Busch, who is Professor Emeritus for systematic theology at Georg-August-Universität in Göttingen, provides readers with a map which, if followed carefully, will assist them to more accurately locate Barth’s contribution within a wider landscape of theological conversation and, more particularly, to navigate their way into Barth’s magnum opus, Die Kirchliche Dogmatik, highlighting key markers apart from which Barth’s readers easily wander off course, and steering readers clear of the slippery climbs of the secondary literature. Busch is an outstanding guide.

The book begins with an entrée into Barth’s early period as an assistant pastor in Geneva from 1909 to 1911 (a period in which he was fundamentally shaped by the theological liberalism associated with Schleiermacher), his ministry at Safenwil, and his move by 1916 into the strange new world of the bible wherein he discovered the Godness of God, the grace of revelation which ‘hits us’ like an ‘arrow from the other side of the shore’ (p. 5). In Chapter Two, ‘The Rise of the Confessing Church’, Busch traces the way that Barth pressed his theological knowledge into the service of the church, championing the reality that the one binding Word of God is Jesus Christ. Here, Busch introduces readers to the Barmen Declaration, noting that ‘wherever the church looses herself from any bond which is to God’s Word and at the same time to worldly power, wherever she listens solely to God’s Word, she will not cease to speak out politically, but she will do so from a different position’ (p. 12). In Chapter Three, Busch lays out the ecclesial, political and historical context in which Barth penned his thirteen-volume Church Dogmatics, attending to the part that reason, natural theology, freedom and church played in Barth’s thought, and sketching Barth’s involvement, after the Second World War, in ecumenical efforts, in post-Vatican II discussions as well as discussions with American theologians from 1962 onwards.

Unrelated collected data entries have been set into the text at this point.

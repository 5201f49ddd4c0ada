//! ELF access
//!
//! Reading goes through the `object` crate; emission is raw ELF64 byte
//! surgery: the `.text` file range is replaced with the patched image and
//! one PT_LOAD (R+X) segment is appended for the fresh code region. The
//! program-header table cannot grow in place, so it is relocated into the
//! appended segment and the ELF header is pointed at the new table.

use object::{Object, ObjectSection, ObjectSegment, ObjectSymbol};
use thiserror::Error;

/// Errors from ELF reading and emission
#[derive(Debug, Error)]
pub enum ElfError {
    #[error("failed to parse ELF: {0}")]
    Parse(#[from] object::read::Error),

    #[error("no .text section in input")]
    MissingText,

    #[error("not a 64-bit little-endian ELF")]
    UnsupportedImage,

    #[error("malformed program header table")]
    MalformedHeaders,
}

const ELF_MAGIC: [u8; 4] = [0x7f, b'E', b'L', b'F'];
const ELFCLASS64: u8 = 2;
const ELFDATA2LSB: u8 = 1;

// ELF header field offsets
const E_PHOFF: usize = 0x20;
const E_PHENTSIZE: usize = 0x36;
const E_PHNUM: usize = 0x38;

// Program header layout (Elf64_Phdr)
const PHENT_SIZE: usize = 56;
const P_TYPE: usize = 0x00;
const P_FLAGS: usize = 0x04;
const P_OFFSET: usize = 0x08;
const P_VADDR: usize = 0x10;
const P_PADDR: usize = 0x18;
const P_FILESZ: usize = 0x20;
const P_MEMSZ: usize = 0x28;
const P_ALIGN: usize = 0x30;

const PT_LOAD: u32 = 1;
const PT_PHDR: u32 = 6;
const PF_X: u32 = 1;
const PF_R: u32 = 4;

const PAGE: u64 = 0x1000;

/// The input's `.text` section: contents plus where it lives.
#[derive(Debug, Clone)]
pub struct TextSection {
    pub vaddr: u64,
    pub file_offset: u64,
    pub data: Vec<u8>,
}

/// Locate and copy the `.text` section of `elf`.
pub fn read_text(elf: &[u8]) -> Result<TextSection, ElfError> {
    let file = object::File::parse(elf)?;
    let section = file.section_by_name(".text").ok_or(ElfError::MissingText)?;
    let (file_offset, _) = section.file_range().ok_or(ElfError::MissingText)?;
    Ok(TextSection {
        vaddr: section.address(),
        file_offset,
        data: section.data()?.to_vec(),
    })
}

/// Function entry addresses from the symbol table, sorted ascending.
pub fn function_entries(elf: &[u8]) -> Result<Vec<u64>, ElfError> {
    let file = object::File::parse(elf)?;
    let mut entries: Vec<u64> = file
        .symbols()
        .filter(|symbol| symbol.kind() == object::SymbolKind::Text && symbol.size() > 0)
        .map(|symbol| symbol.address())
        .collect();
    entries.sort_unstable();
    entries.dedup();
    Ok(entries)
}

/// First page-aligned address past every loadable segment: where the fresh
/// code region goes.
pub fn choose_layout_base(elf: &[u8]) -> Result<u64, ElfError> {
    let file = object::File::parse(elf)?;
    let end = file
        .segments()
        .map(|segment| segment.address() + segment.size())
        .max()
        .unwrap_or(0);
    Ok((end + PAGE - 1) & !(PAGE - 1))
}

/// Emit the rewritten ELF: `patched_text` replaces the `.text` file range,
/// and `fresh` (mapped at `layout_base`) is appended as a new PT_LOAD
/// segment together with the relocated program-header table.
pub fn emit_rewritten(
    input: &[u8],
    text: &TextSection,
    patched_text: &[u8],
    fresh: &[u8],
    layout_base: u64,
) -> Result<Vec<u8>, ElfError> {
    if input.len() < 0x40
        || input[..4] != ELF_MAGIC
        || input[4] != ELFCLASS64
        || input[5] != ELFDATA2LSB
    {
        return Err(ElfError::UnsupportedImage);
    }
    if patched_text.len() != text.data.len() {
        return Err(ElfError::MalformedHeaders);
    }

    let mut out = input.to_vec();
    let text_range = text.file_offset as usize..text.file_offset as usize + patched_text.len();
    out.get_mut(text_range)
        .ok_or(ElfError::MalformedHeaders)?
        .copy_from_slice(patched_text);

    if fresh.is_empty() {
        return Ok(out);
    }

    let phoff = read_u64(&out, E_PHOFF) as usize;
    let phentsize = read_u16(&out, E_PHENTSIZE) as usize;
    let phnum = read_u16(&out, E_PHNUM) as usize;
    if phentsize != PHENT_SIZE {
        return Err(ElfError::UnsupportedImage);
    }
    let old_table = out
        .get(phoff..phoff + phnum * PHENT_SIZE)
        .ok_or(ElfError::MalformedHeaders)?
        .to_vec();

    // The new segment's file offset must be congruent to its vaddr modulo
    // the page size.
    let mut seg_offset = out.len() as u64;
    seg_offset += layout_base.wrapping_sub(seg_offset) & (PAGE - 1);
    out.resize(seg_offset as usize, 0);
    out.extend_from_slice(fresh);

    // Relocated program-header table, 8-byte aligned, inside the new
    // segment so PT_PHDR consumers can still find it in memory.
    let table_offset = (out.len() + 7) & !7;
    out.resize(table_offset, 0);
    let table_vaddr = layout_base + (table_offset as u64 - seg_offset);

    out.extend_from_slice(&old_table);
    let seg_size = (table_offset as u64 - seg_offset) + ((phnum + 1) * PHENT_SIZE) as u64;
    let mut load = [0u8; PHENT_SIZE];
    write_u32(&mut load, P_TYPE, PT_LOAD);
    write_u32(&mut load, P_FLAGS, PF_R | PF_X);
    write_u64(&mut load, P_OFFSET, seg_offset);
    write_u64(&mut load, P_VADDR, layout_base);
    write_u64(&mut load, P_PADDR, layout_base);
    write_u64(&mut load, P_FILESZ, seg_size);
    write_u64(&mut load, P_MEMSZ, seg_size);
    write_u64(&mut load, P_ALIGN, PAGE);
    out.extend_from_slice(&load);

    // Point PT_PHDR (if any) at the relocated table.
    for index in 0..phnum {
        let entry = table_offset + index * PHENT_SIZE;
        if read_u32(&out, entry + P_TYPE) == PT_PHDR {
            write_u64(&mut out, entry + P_OFFSET, table_offset as u64);
            write_u64(&mut out, entry + P_VADDR, table_vaddr);
            write_u64(&mut out, entry + P_PADDR, table_vaddr);
            let table_size = ((phnum + 1) * PHENT_SIZE) as u64;
            write_u64(&mut out, entry + P_FILESZ, table_size);
            write_u64(&mut out, entry + P_MEMSZ, table_size);
        }
    }

    write_u64(&mut out, E_PHOFF, table_offset as u64);
    write_u16(&mut out, E_PHNUM, (phnum + 1) as u16);
    Ok(out)
}

fn read_u16(bytes: &[u8], offset: usize) -> u16 {
    u16::from_le_bytes([bytes[offset], bytes[offset + 1]])
}

fn read_u32(bytes: &[u8], offset: usize) -> u32 {
    u32::from_le_bytes([
        bytes[offset],
        bytes[offset + 1],
        bytes[offset + 2],
        bytes[offset + 3],
    ])
}

fn read_u64(bytes: &[u8], offset: usize) -> u64 {
    let mut raw = [0u8; 8];
    raw.copy_from_slice(&bytes[offset..offset + 8]);
    u64::from_le_bytes(raw)
}

fn write_u32(bytes: &mut [u8], offset: usize, value: u32) {
    bytes[offset..offset + 4].copy_from_slice(&value.to_le_bytes());
}

fn write_u64(bytes: &mut [u8], offset: usize, value: u64) {
    bytes[offset..offset + 8].copy_from_slice(&value.to_le_bytes());
}

fn write_u16(bytes: &mut [u8], offset: usize, value: u16) {
    bytes[offset..offset + 2].copy_from_slice(&value.to_le_bytes());
}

Having so set the scene, the remainder of the book, pages 23–83, are given to summarising Barth’s Dogmatics. Beginning with an explanation of Barth’s understanding of the graced nature of theology, of the fact that divine speech ‘is not and can never be a presupposition that falls into our hands’ (p. 26), Busch attends to Barth on religion, faith, knowledge, the trinity, divine freedom, the relationship between Israel and Church in the one covenant of grace – the reconciliation which is ‘so essential that the covenant would risk falling “in the void” … were it not fulfilled’ (p. 43) in Jesus Christ – God’s calling and bringing of creation into correspondence with his covenant, God’s triumph in the creation of faithful servants in their own free decision (what Barth in CD II/2 calls the ‘autonomy of the creature’), the relationship between Gospel and Law, prayer, the sin which is nothing, real and misunderstood, the relationship between sanctification and justification, theodicy, and Christian community in relation to Christ, the world and the vocation ‘to be God’s witness within her own times’ (p. 76). Busch concludes by outlining how Barth understands Christ’s resurrection and its relationship to ‘historical facts’ (p. 80), to history itself as past, present and future are bound together in Christ, and to Christian hope. Each chapter concludes with a set of questions for further reflection.

A junior cousin to Busch’s earlier book The Great Passion: An Introduction to Karl Barth’s Theology (Eerdmans, 2004), significantly briefer than Bromiley’s Introduction to the Theology of Karl Barth, and more lightweight than Hunsinger’s How to Read Karl Barth, Busch’s Barth is a genuine introduction which impressively fulfils the brief of the ‘Abingdon Pillars of Theology’ series (of which it is a part) – of assisting college and seminary students to ‘grasp the basic and necessary facts, influence, and significance of major theologians’.